Lionel Messi, ouro recente da Argentina com títulos importantes como a Copa do Mundo de 2022 (atacante, Inter Miami), é alvo constante desse tipo de comparação. Pelé, por sua vez, entrou para a história com as Copas de 1958, 1962 e 1970, feitos que moldaram sua lenda no século XX.
Análise: por que a discussão não cansa
O debate entre Pelé e Messi mistura conquistas individuais, títulos e contexto histórico — elementos que dificilmente se comparam de forma direta. Pelé construiu sua soberania em um futebol com outras características táticas e físicas; Messi atingiu feitos em uma era de globalização do esporte, clubes ricos e competições internacionais diferentes.
Para o torcedor brasileiro, essas comparações passam também pela memória dos estádios: tardes no Maracanã e atuações decisivas que viraram lenda. Do outro lado, a carreira de Messi tem números e prêmios que alimentam argumentos técnicos e estatísticos.
Silas traz à tona outro nome recorrente nas discussões: Diego Maradona (meia-atacante, falecido), cuja relação com a torcida argentina e com a própria imagem de craque carismático segue viva nas lembranças.
Impacto no Brasil
Entre comentaristas e torcidas, colocar Messi e Pelé na mesma frase mexe com a paixão do público. Em clubes do Rio e bares do centro, a conversa sobre o melhor da história é assunto para qualquer rodada de Brasileirão ou disputa de Libertadores — e não deve parar tão cedo.

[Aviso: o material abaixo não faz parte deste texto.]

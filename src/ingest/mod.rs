// Batch loading of float profile records into both stores: rows into
// SQLite for structured queries, content strings into the vector store for
// semantic search.

#[cfg(test)]
mod tests;

use anyhow::{Context, Result};
use indicatif::{ProgressBar, ProgressStyle};
use std::fs::File;
use std::io::BufReader;
use std::path::Path;
use tracing::info;

use crate::database::{Database, NewFloatProfile};
use crate::retrieval::{ProfileRecord, RetrievalService};

#[derive(Debug, Clone, Copy, PartialEq, Eq)]
pub struct IngestReport {
    pub rows_inserted: usize,
    pub documents_indexed: usize,
}

/// Parse an ingest file: a JSON array of profile records.
#[inline]
pub fn load_profiles<P: AsRef<Path>>(path: P) -> Result<Vec<ProfileRecord>> {
    let file = File::open(path.as_ref())
        .with_context(|| format!("Failed to open ingest file: {}", path.as_ref().display()))?;

    let records: Vec<ProfileRecord> = serde_json::from_reader(BufReader::new(file))
        .with_context(|| format!("Failed to parse ingest file: {}", path.as_ref().display()))?;

    info!(
        "Loaded {} profile records from {}",
        records.len(),
        path.as_ref().display()
    );
    Ok(records)
}

/// Ingest `records` into the structured store and the vector store, then
/// persist the vector store. Duplicate content strings deduplicate on the
/// vector side, so `documents_indexed` counts distinct documents and can be
/// smaller than `rows_inserted`.
#[inline]
pub async fn run(
    database: &Database,
    retrieval: &mut RetrievalService,
    records: &[ProfileRecord],
) -> Result<IngestReport> {
    let progress = ProgressBar::new(records.len() as u64);
    progress.set_style(
        ProgressStyle::with_template("{spinner} [{bar:40}] {pos}/{len} profiles")
            .unwrap_or_else(|_| ProgressStyle::default_bar()),
    );

    let documents_before = retrieval.len();

    for record in records {
        database
            .insert_profile(to_new_profile(record))
            .await
            .context("Failed to insert profile row")?;
        progress.inc(1);
    }
    progress.finish_and_clear();

    retrieval
        .add_profile_batch(records)
        .context("Failed to index profile documents")?;

    retrieval.save().context("Failed to persist vector store")?;

    if records.len() >= 1000 {
        database.optimize().await?;
    }

    let report = IngestReport {
        rows_inserted: records.len(),
        documents_indexed: retrieval.len() - documents_before,
    };

    info!(
        "Ingest complete: {} rows, {} new documents",
        report.rows_inserted, report.documents_indexed
    );
    Ok(report)
}

fn to_new_profile(record: &ProfileRecord) -> NewFloatProfile {
    NewFloatProfile {
        platform_number: record.platform_number.clone(),
        region: record.region.clone(),
        month: record.month.clone(),
        institution: record.institution.clone(),
        profiler: record.profiler.clone(),
        ocean: record.ocean.clone(),
        latitude: record.latitude,
        longitude: record.longitude,
        date: record.date.clone(),
        cycle_number: record.cycle_number,
        temperature: record.temperature,
        salinity: record.salinity,
        pressure: record.pressure,
    }
}
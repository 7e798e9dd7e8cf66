
use anyhow::Result;
use rustc_hash::FxHasher;
use std::hash::Hasher;

use super::{Encoder, l2_normalize};

pub const HASHING_MODEL_NAME: &str = "feature-hashing-v1";

/// Local, fully deterministic encoder based on signed feature hashing.
///
/// Lowercased alphanumeric tokens and their bigrams are hashed into a
/// fixed number of buckets with a +/-1 sign drawn from the hash. Documents
/// sharing more surface vocabulary land closer together, which is exactly
/// the behavior the profile summaries need: `Location: 10.00°N` overlaps
/// `10N 80E` style queries on the shared numeric tokens.
///
/// No model files, no network, no startup failure mode. Vectors are not
/// comparable across different dimensions.
#[derive(Debug, Clone)]
pub struct HashingEncoder {
    dimension: usize,
}

impl HashingEncoder {
    #[inline]
    pub fn new(dimension: usize) -> Self {
        Self { dimension }
    }

    fn tokenize(text: &str) -> Vec<String> {
        text.to_lowercase()
            .split(|c: char| !c.is_alphanumeric())
            .filter(|token| !token.is_empty())
            .map(str::to_string)
            .collect()
    }

    /// Map a feature string to a bucket and a sign. The low hash bit picks
    /// the sign, the remaining bits pick the bucket, keeping the two
    /// decisions decorrelated.
    fn feature_slot(&self, feature: &str) -> (usize, f32) {
        let mut hasher = FxHasher::default();
        hasher.write(feature.as_bytes());
        let hash = hasher.finish();

        let sign = if (hash & 1) == 0 { 1.0 } else { -1.0 };
        let bucket = usize::try_from((hash >> 1) % self.dimension as u64).unwrap_or(0);
        (bucket, sign)
    }
}

impl Encoder for HashingEncoder {
    #[inline]
    fn encode(&self, text: &str) -> Result<Vec<f32>> {
        let tokens = Self::tokenize(text);
        let mut vector = vec![0.0f32; self.dimension];

        for token in &tokens {
            let (bucket, sign) = self.feature_slot(token);
            vector[bucket] += sign;
        }

        for pair in tokens.windows(2) {
            let feature = format!("{}\u{1}{}", pair[0], pair[1]);
            let (bucket, sign) = self.feature_slot(&feature);
            vector[bucket] += sign * 0.5;
        }

        l2_normalize(&mut vector);
        Ok(vector)
    }

    #[inline]
    fn dimension(&self) -> usize {
        self.dimension
    }

    #[inline]
    fn model_name(&self) -> &str {
        HASHING_MODEL_NAME
    }
}
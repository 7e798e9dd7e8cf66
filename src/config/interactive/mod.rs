#[cfg(test)]
mod tests;

use anyhow::{Context, Result};
use console::style;
use dialoguer::{Confirm, Input, Select};

use super::{Config, EncoderConfig, EncoderProvider, LlmConfig};

#[inline]
pub fn run_interactive_config() -> Result<()> {
    eprintln!("{}", style("🌊 NeptuneAI Configuration Setup").bold().cyan());
    eprintln!();

    let mut config = load_existing_config()?;

    eprintln!("{}", style("Embedding Encoder").bold().yellow());
    eprintln!("Choose how query and profile text is turned into vectors.");
    eprintln!();

    configure_encoder(&mut config.encoder)?;

    eprintln!();
    eprintln!("{}", style("Language Model").bold().yellow());
    eprintln!("The chat pipeline falls back to a templated answer when this endpoint is unreachable.");
    eprintln!();

    configure_llm(&mut config.llm)?;

    if config.encoder.provider == EncoderProvider::Remote {
        eprintln!();
        eprintln!("{}", style("Testing embedding server...").yellow());

        if test_encoder_connection(&config.encoder)? {
            eprintln!("{}", style("✓ Embedding server reachable!").green());
        } else {
            eprintln!(
                "{}",
                style("⚠ Warning: Could not reach the embedding server").yellow()
            );
            eprintln!("You can continue, but make sure it is running before ingesting data.");
        }
    }

    eprintln!();
    if Confirm::new()
        .with_prompt("Save configuration?")
        .default(true)
        .interact()?
    {
        config.save().context("Failed to save configuration")?;
        eprintln!("{}", style("✓ Configuration saved successfully!").green());
        eprintln!(
            "Configuration saved to: {}",
            style(config.config_file_path().display()).cyan()
        );
    } else {
        eprintln!("Configuration not saved.");
    }

    Ok(())
}

#[inline]
pub fn show_config() -> Result<()> {
    let config = Config::load().context("Failed to load configuration")?;

    eprintln!("{}", style("📋 Current Configuration").bold().cyan());
    eprintln!();

    eprintln!("{}", style("Encoder Settings:").bold().yellow());
    eprintln!(
        "  Provider: {}",
        style(match config.encoder.provider {
            EncoderProvider::Hashing => "hashing (local)",
            EncoderProvider::Remote => "remote",
        })
        .cyan()
    );
    eprintln!("  Model: {}", style(&config.encoder.model).cyan());
    eprintln!("  Dimension: {}", style(config.encoder.dimension).cyan());
    if config.encoder.provider == EncoderProvider::Remote {
        match config.encoder.endpoint_url() {
            Ok(url) => eprintln!("  Server URL: {}", style(url).cyan()),
            Err(e) => eprintln!("  Server URL: {} ({})", style("Invalid").red(), e),
        }
        eprintln!("  Batch Size: {}", style(config.encoder.batch_size).cyan());
    }

    eprintln!();
    eprintln!("{}", style("Language Model Settings:").bold().yellow());
    eprintln!("  API URL: {}", style(&config.llm.api_url).cyan());
    eprintln!("  Model: {}", style(&config.llm.model).cyan());
    eprintln!("  API Key Env: {}", style(&config.llm.api_key_env).cyan());
    eprintln!(
        "  Timeout: {}s",
        style(config.llm.timeout_seconds).cyan()
    );

    eprintln!();
    eprintln!(
        "Config file: {}",
        style(config.config_file_path().display()).dim()
    );

    Ok(())
}

fn load_existing_config() -> Result<Config> {
    Config::load().map_or_else(
        |_| {
            eprintln!(
                "{}",
                style("No existing configuration found. Using defaults.").yellow()
            );
            let config = Config {
                base_dir: Config::config_dir()?,
                ..Config::default()
            };
            Ok(config)
        },
        |config| {
            eprintln!("{}", style("Found existing configuration.").green());
            Ok(config)
        },
    )
}

fn configure_encoder(encoder: &mut EncoderConfig) -> Result<()> {
    let providers = &["hashing (local, deterministic)", "remote (embedding server)"];
    let default_index = match encoder.provider {
        EncoderProvider::Hashing => 0,
        EncoderProvider::Remote => 1,
    };

    let provider_index = Select::new()
        .with_prompt("Embedding provider")
        .default(default_index)
        .items(providers)
        .interact()?;

    encoder.provider = if provider_index == 0 {
        EncoderProvider::Hashing
    } else {
        EncoderProvider::Remote
    };

    let dimension: u32 = Input::new()
        .with_prompt("Embedding dimension")
        .default(encoder.dimension)
        .validate_with(|input: &u32| -> Result<(), &str> {
            if (64..=4096).contains(input) {
                Ok(())
            } else {
                Err("Dimension must be between 64 and 4096")
            }
        })
        .interact_text()?;
    encoder.dimension = dimension;

    if encoder.provider == EncoderProvider::Remote {
        let protocols = &["http", "https"];
        let default_protocol = protocols
            .iter()
            .position(|&p| p == encoder.protocol)
            .unwrap_or(0);

        let protocol_index = Select::new()
            .with_prompt("Embedding server protocol")
            .default(default_protocol)
            .items(protocols)
            .interact()?;
        encoder.protocol = protocols[protocol_index].to_string();

        encoder.host = Input::new()
            .with_prompt("Embedding server host")
            .default(encoder.host.clone())
            .interact_text()?;

        encoder.port = Input::new()
            .with_prompt("Embedding server port")
            .default(encoder.port)
            .validate_with(|input: &u16| -> Result<(), &str> {
                if *input == 0 {
                    Err("Port must be greater than 0")
                } else {
                    Ok(())
                }
            })
            .interact_text()?;

        encoder.model = Input::new()
            .with_prompt("Embedding model")
            .default(encoder.model.clone())
            .validate_with(|input: &String| -> Result<(), &str> {
                if input.trim().is_empty() {
                    Err("Model name cannot be empty")
                } else {
                    Ok(())
                }
            })
            .interact_text()?;

        encoder.batch_size = Input::new()
            .with_prompt("Batch size for embedding generation")
            .default(encoder.batch_size)
            .validate_with(|input: &u32| -> Result<(), &str> {
                if *input == 0 {
                    Err("Batch size must be greater than 0")
                } else if *input > 1000 {
                    Err("Batch size must be 1000 or less")
                } else {
                    Ok(())
                }
            })
            .interact_text()?;
    }

    encoder.validate()?;
    Ok(())
}

fn configure_llm(llm: &mut LlmConfig) -> Result<()> {
    llm.api_url = Input::new()
        .with_prompt("Chat completions API URL")
        .default(llm.api_url.clone())
        .interact_text()?;

    llm.model = Input::new()
        .with_prompt("Chat model")
        .default(llm.model.clone())
        .validate_with(|input: &String| -> Result<(), &str> {
            if input.trim().is_empty() {
                Err("Model name cannot be empty")
            } else {
                Ok(())
            }
        })
        .interact_text()?;

    llm.api_key_env = Input::new()
        .with_prompt("Environment variable holding the API key")
        .default(llm.api_key_env.clone())
        .interact_text()?;

    llm.timeout_seconds = Input::new()
        .with_prompt("Request timeout in seconds")
        .default(llm.timeout_seconds)
        .validate_with(|input: &u64| -> Result<(), &str> {
            if (1..=300).contains(input) {
                Ok(())
            } else {
                Err("Timeout must be between 1 and 300 seconds")
            }
        })
        .interact_text()?;

    llm.validate()?;
    Ok(())
}

fn test_encoder_connection(encoder: &EncoderConfig) -> Result<bool> {
    let url = format!(
        "{}://{}:{}/api/version",
        encoder.protocol, encoder.host, encoder.port
    );

    let agent: ureq::Agent = ureq::Agent::config_builder()
        .timeout_global(Some(std::time::Duration::from_secs(5)))
        .build()
        .into();

    match agent.get(&url).call() {
        Ok(_) => Ok(true),
        Err(ureq::Error::StatusCode(code)) if (400..500).contains(&code) => Ok(true),
        Err(_) => Ok(false),
    }
}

O posicionamento de Silas é mais um capítulo dessa saga. A comparação, como sempre, vai depender do critério de quem opina: número de títulos, talento individual, influência no jogo ou em momentos decisivos.
Não se trata de decretar um vencedor definitivo, mas de entender como cada era do futebol imprime seus ícones. E, enquanto torcedores discutem, o espetáculo continua: é disso que o futebol carioca — e brasileiro — vive.